### [Task item]
Your answer should be the lines from the start of the records through the line with "use wallet_service::testing::TestHarness;", copied word for word.

Records from a collection:
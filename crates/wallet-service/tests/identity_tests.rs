//! Identity service behaviour over in-memory backends

use rust_decimal::Decimal;

use wallet_common::AppError;
use wallet_core::error::DomainError;
use wallet_service::dto::{LinkChatRequest, LoginRequest, RegisterRequest};
use wallet_service::testing::TestHarness;
use wallet_service::{IdentityService, LedgerService, ServiceError};

fn register_request(username: &str, password: &str) -> RegisterRequest {
    RegisterRequest {
        username: username.to_string(),
        password: password.to_string(),
    }
}

#[tokio::test]
async fn test_register_then_authenticate() {
    let harness = TestHarness::new();
    let identity = IdentityService::new(&harness.ctx);

    let user = identity.register(register_request("ana", "pw1")).await.unwrap();
    assert_eq!(user.username, "ana");
    assert_eq!(user.balance, Decimal::ZERO);

    let stored = harness.ledger.stored_hash("ana").unwrap();
    assert_ne!(stored, "pw1");
    assert!(stored.starts_with("$argon2id"));

    let username = identity.authenticate("ana", "pw1").await.unwrap();
    assert_eq!(username, "ana");
}

#[tokio::test]
async fn test_username_is_trimmed() {
    let harness = TestHarness::new();
    let identity = IdentityService::new(&harness.ctx);

    let user = identity.register(register_request("  ana ", "pw1")).await.unwrap();
    assert_eq!(user.username, "ana");
    assert_eq!(identity.authenticate(" ana", "pw1").await.unwrap(), "ana");
}

#[tokio::test]
async fn test_blank_fields_rejected() {
    let harness = TestHarness::new();
    let identity = IdentityService::new(&harness.ctx);

    let err = identity.register(register_request("   ", "pw1")).await.unwrap_err();
    assert_eq!(err.status_code(), 400);

    let err = identity.register(register_request("ana", "  ")).await.unwrap_err();
    assert_eq!(err.status_code(), 400);

    assert!(harness.ledger.stored_hash("ana").is_none());
}

#[tokio::test]
async fn test_duplicate_registration_keeps_first() {
    let harness = TestHarness::new();
    let identity = IdentityService::new(&harness.ctx);

    identity.register(register_request("ana", "pw1")).await.unwrap();
    let first_hash = harness.ledger.stored_hash("ana").unwrap();

    let err = identity.register(register_request("ana", "other")).await.unwrap_err();
    assert!(matches!(err, ServiceError::Domain(DomainError::UsernameTaken(_))));
    assert_eq!(err.status_code(), 409);

    assert_eq!(harness.ledger.stored_hash("ana").unwrap(), first_hash);
    assert!(identity.authenticate("ana", "pw1").await.is_ok());

    let balance = LedgerService::new(&harness.ctx).get_balance("ana").await.unwrap();
    assert_eq!(balance.balance, Decimal::ZERO);
}

#[tokio::test]
async fn test_concurrent_duplicate_registration() {
    let harness = TestHarness::new();

    let attempts = (0..8).map(|i| {
        let ctx = harness.ctx.clone();
        tokio::spawn(async move {
            IdentityService::new(&ctx)
                .register(register_request("ana", &format!("pw{i}")))
                .await
        })
    });
    let results = futures::future::join_all(attempts).await;

    let created = results
        .into_iter()
        .map(|r| r.unwrap())
        .filter(Result::is_ok)
        .count();
    assert_eq!(created, 1);
}

#[tokio::test]
async fn test_login_failures_are_uniform() {
    let harness = TestHarness::new();
    let identity = IdentityService::new(&harness.ctx);
    identity.register(register_request("ana", "pw1")).await.unwrap();

    let wrong_password = identity.authenticate("ana", "nope").await.unwrap_err();
    let unknown_user = identity.authenticate("ghost", "pw1").await.unwrap_err();

    for err in [wrong_password, unknown_user] {
        assert!(matches!(err, ServiceError::App(AppError::InvalidCredentials)));
        assert_eq!(err.status_code(), 401);
    }
}

#[tokio::test]
async fn test_login_issues_valid_session() {
    let harness = TestHarness::new();
    let identity = IdentityService::new(&harness.ctx);
    identity.register(register_request("ana", "pw1")).await.unwrap();

    let login = identity
        .login(LoginRequest {
            username: "ana".to_string(),
            password: "pw1".to_string(),
        })
        .await
        .unwrap();

    assert_eq!(login.token_type, "Bearer");
    assert_eq!(login.expires_in, 86_400);
    assert_eq!(identity.validate_session(&login.access_token).unwrap(), "ana");
    assert!(identity.validate_session("garbage").is_err());
}

#[tokio::test]
async fn test_bind_chat_first_write_wins() {
    let harness = TestHarness::new();
    let identity = IdentityService::new(&harness.ctx);
    identity.register(register_request("ana", "pw1")).await.unwrap();
    identity.register(register_request("bob", "pw2")).await.unwrap();

    let link = |username: &str, chat_id: i64| LinkChatRequest {
        username: username.to_string(),
        chat_id,
    };

    let first = identity.bind_chat(link("ana", 100)).await.unwrap();
    assert!(first.newly_bound);
    assert_eq!(first.chat_id, 100);

    let second = identity.bind_chat(link("ana", 200)).await.unwrap();
    assert!(!second.newly_bound);
    assert_eq!(second.chat_id, 100);

    let err = identity.bind_chat(link("bob", 100)).await.unwrap_err();
    assert!(matches!(err, ServiceError::Domain(DomainError::ChatAlreadyBound(100))));

    let err = identity.bind_chat(link("ghost", 300)).await.unwrap_err();
    assert_eq!(err.status_code(), 404);
}
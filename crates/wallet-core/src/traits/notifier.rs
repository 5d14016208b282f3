//! Outbound chat notifications

use async_trait::async_trait;
use thiserror::Error;

/// Why a notification was not delivered
#[derive(Debug, Error)]
pub enum NotifyError {
    #[error("Notifications are not configured")]
    Disabled,

    #[error("Notification timed out")]
    Timeout,

    #[error("Notification rejected with status {0}")]
    Rejected(u16),

    #[error("Notification transport error: {0}")]
    Transport(String),
}

/// Sends a text message to an external chat
#[async_trait]
pub trait Notifier: Send + Sync {
    async fn notify(&self, chat_id: i64, text: &str) -> Result<(), NotifyError>;
}
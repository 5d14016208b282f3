//! Shared admin secret
//!
//! Privileged ledger operations are authorized by a deployment-wide secret
//! sent in a dedicated header, never by a user session.

use subtle::ConstantTimeEq;

use crate::error::AppError;

/// Shared secret gating admin credits and bot endpoints
#[derive(Clone)]
pub struct AdminSecret {
    secret: String,
}

impl AdminSecret {
    /// Create from the configured secret
    #[must_use]
    pub fn new(secret: impl Into<String>) -> Self {
        Self {
            secret: secret.into(),
        }
    }

    /// Compare a presented secret in constant time
    #[must_use]
    pub fn matches(&self, presented: &str) -> bool {
        self.secret
            .as_bytes()
            .ct_eq(presented.as_bytes())
            .unwrap_u8()
            == 1
    }

    /// Verify a presented secret
    ///
    /// # Errors
    /// Returns `AppError::InvalidAdminSecret` on mismatch
    pub fn verify(&self, presented: &str) -> Result<(), AppError> {
        if self.matches(presented) {
            Ok(())
        } else {
            Err(AppError::InvalidAdminSecret)
        }
    }
}

impl std::fmt::Debug for AdminSecret {
    fn fmt(&self, f: &mut std::fmt::Formatter<'_>) -> std::fmt::Result {
        f.debug_struct("AdminSecret").finish_non_exhaustive()
    }
}
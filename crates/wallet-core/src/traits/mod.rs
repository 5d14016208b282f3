//! Ports implemented by the infrastructure crates

mod notifier;
mod repositories;

pub use notifier::{NotifyError, Notifier};
pub use repositories::{LedgerRepository, PendingIntentStore, RepoResult, UserRepository};
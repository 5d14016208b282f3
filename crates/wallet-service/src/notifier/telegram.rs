//! Telegram Bot API notifier
//!
//! Sends plain-text messages through `sendMessage`. Each call is bounded by
//! the client timeout; the caller decides what a failure means.

use std::sync::Arc;
use std::time::Duration;

use async_trait::async_trait;
use reqwest::Client;
use serde::Serialize;

use wallet_common::TelegramConfig;
use wallet_core::traits::{Notifier, NotifyError};

use super::DisabledNotifier;

#[derive(Serialize)]
struct SendMessage<'a> {
    chat_id: i64,
    text: &'a str,
}

/// Notifier backed by the Telegram Bot API
#[derive(Clone)]
pub struct TelegramNotifier {
    http: Client,
    endpoint: String,
}

impl TelegramNotifier {
    /// Create a notifier for `bot_token` against `api_base`
    ///
    /// # Errors
    /// Returns an error if the HTTP client cannot be built
    pub fn new(api_base: &str, bot_token: &str, timeout: Duration) -> Result<Self, reqwest::Error> {
        let http = Client::builder().timeout(timeout).build()?;
        Ok(Self {
            http,
            endpoint: format!("{}/bot{bot_token}/sendMessage", api_base.trim_end_matches('/')),
        })
    }

    /// Build the configured notifier, or a disabled one when no token is set
    ///
    /// # Errors
    /// Returns an error if the HTTP client cannot be built
    pub fn from_config(config: &TelegramConfig) -> Result<Arc<dyn Notifier>, reqwest::Error> {
        match config.bot_token.as_deref().filter(|t| !t.is_empty()) {
            Some(token) => {
                let notifier = Self::new(
                    &config.api_base,
                    token,
                    Duration::from_secs(config.timeout_secs),
                )?;
                Ok(Arc::new(notifier))
            }
            None => {
                tracing::warn!("TELEGRAM_BOT_TOKEN not set, chat notifications disabled");
                Ok(Arc::new(DisabledNotifier))
            }
        }
    }
}

impl std::fmt::Debug for TelegramNotifier {
    // The endpoint embeds the bot token
    fn fmt(&self, f: &mut std::fmt::Formatter<'_>) -> std::fmt::Result {
        f.debug_struct("TelegramNotifier").finish_non_exhaustive()
    }
}

#[async_trait]
impl Notifier for TelegramNotifier {
    async fn notify(&self, chat_id: i64, text: &str) -> Result<(), NotifyError> {
        let resp = self
            .http
            .post(&self.endpoint)
            .json(&SendMessage { chat_id, text })
            .send()
            .await
            .map_err(|e| {
                if e.is_timeout() {
                    NotifyError::Timeout
                } else {
                    // Strip the URL, it carries the token
                    NotifyError::Transport(e.without_url().to_string())
                }
            })?;

        let status = resp.status();
        if status.is_success() {
            Ok(())
        } else {
            Err(NotifyError::Rejected(status.as_u16()))
        }
    }
}

#[cfg(test)]
mod tests {
    use super::*;

    #[test]
    fn test_endpoint_format() {
        let notifier =
            TelegramNotifier::new("https://api.telegram.org/", "123:abc", Duration::from_secs(1))
                .unwrap();
        assert_eq!(notifier.endpoint, "https://api.telegram.org/bot123:abc/sendMessage");
        assert!(!format!("{notifier:?}").contains("123:abc"));
    }

    #[tokio::test]
    async fn test_disabled_without_token() {
        let config = TelegramConfig {
            bot_token: None,
            api_base: "https://api.telegram.org".to_string(),
            timeout_secs: 10,
        };
        let notifier = TelegramNotifier::from_config(&config).unwrap();
        assert!(matches!(
            notifier.notify(1, "hi").await,
            Err(NotifyError::Disabled)
        ));
    }

    #[tokio::test]
    async fn test_unreachable_host_is_transport_error() {
        // Port 1 on localhost refuses connections
        let notifier =
            TelegramNotifier::new("http://127.0.0.1:1", "t", Duration::from_secs(2)).unwrap();
        let result = notifier.notify(1, "hi").await;
        assert!(matches!(
            result,
            Err(NotifyError::Transport(_) | NotifyError::Timeout)
        ));
    }
}
//! Health check handlers
//!
//! Endpoints for liveness and readiness probes.

use axum::{extract::State, http::StatusCode, Json};
use wallet_service::dto::{HealthResponse, ReadinessResponse};

use crate::state::AppState;

/// Basic health check (liveness probe)
///
/// GET /health
pub async fn health_check() -> Json<HealthResponse> {
    Json(HealthResponse::healthy())
}

/// Readiness check with dependency health
///
/// GET /health/ready
pub async fn readiness_check(
    State(state): State<AppState>,
) -> (StatusCode, Json<ReadinessResponse>) {
    let probe = state.probe();
    let (db_healthy, redis_healthy) = tokio::join!(probe.database(), probe.redis());

    let response = ReadinessResponse::ready(db_healthy, redis_healthy);
    let status = if response.is_ready() {
        StatusCode::OK
    } else {
        StatusCode::SERVICE_UNAVAILABLE
    };

    (status, Json(response))
}
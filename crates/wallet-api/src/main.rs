//! Wallet API Server entry point
//!
//! Run with:
//! ```bash
//! cargo run -p wallet-api
//! ```
//!
//! Configuration is loaded from environment variables and an optional `.env`.

use tracing::{error, info};
use wallet_common::{try_init_tracing_with_config, AppConfig, TracingConfig};

#[tokio::main]
async fn main() {
    // Configuration decides the log format, so it is loaded first
    let config = match AppConfig::from_env() {
        Ok(config) => config,
        Err(e) => {
            eprintln!("Failed to load configuration: {e}");
            std::process::exit(1);
        }
    };

    if let Err(e) = try_init_tracing_with_config(TracingConfig::for_environment(config.app.env)) {
        eprintln!("Warning: Failed to initialize tracing: {e}");
    }

    info!(
        env = ?config.app.env,
        address = %config.api.address(),
        "Starting Wallet API Server..."
    );

    if let Err(e) = wallet_api::run(config).await {
        error!(error = %e, "Server failed");
        std::process::exit(1);
    }
}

### [Task output]
filename crates/wallet-service/tests/identity_tests.rs
//! Identity service behaviour over in-memory backends

use rust_decimal::Decimal;

use wallet_common::AppError;
use wallet_core::error::DomainError;
use wallet_service::dto::{LinkChatRequest, LoginRequest, RegisterRequest};
use wallet_service::testing::TestHarness;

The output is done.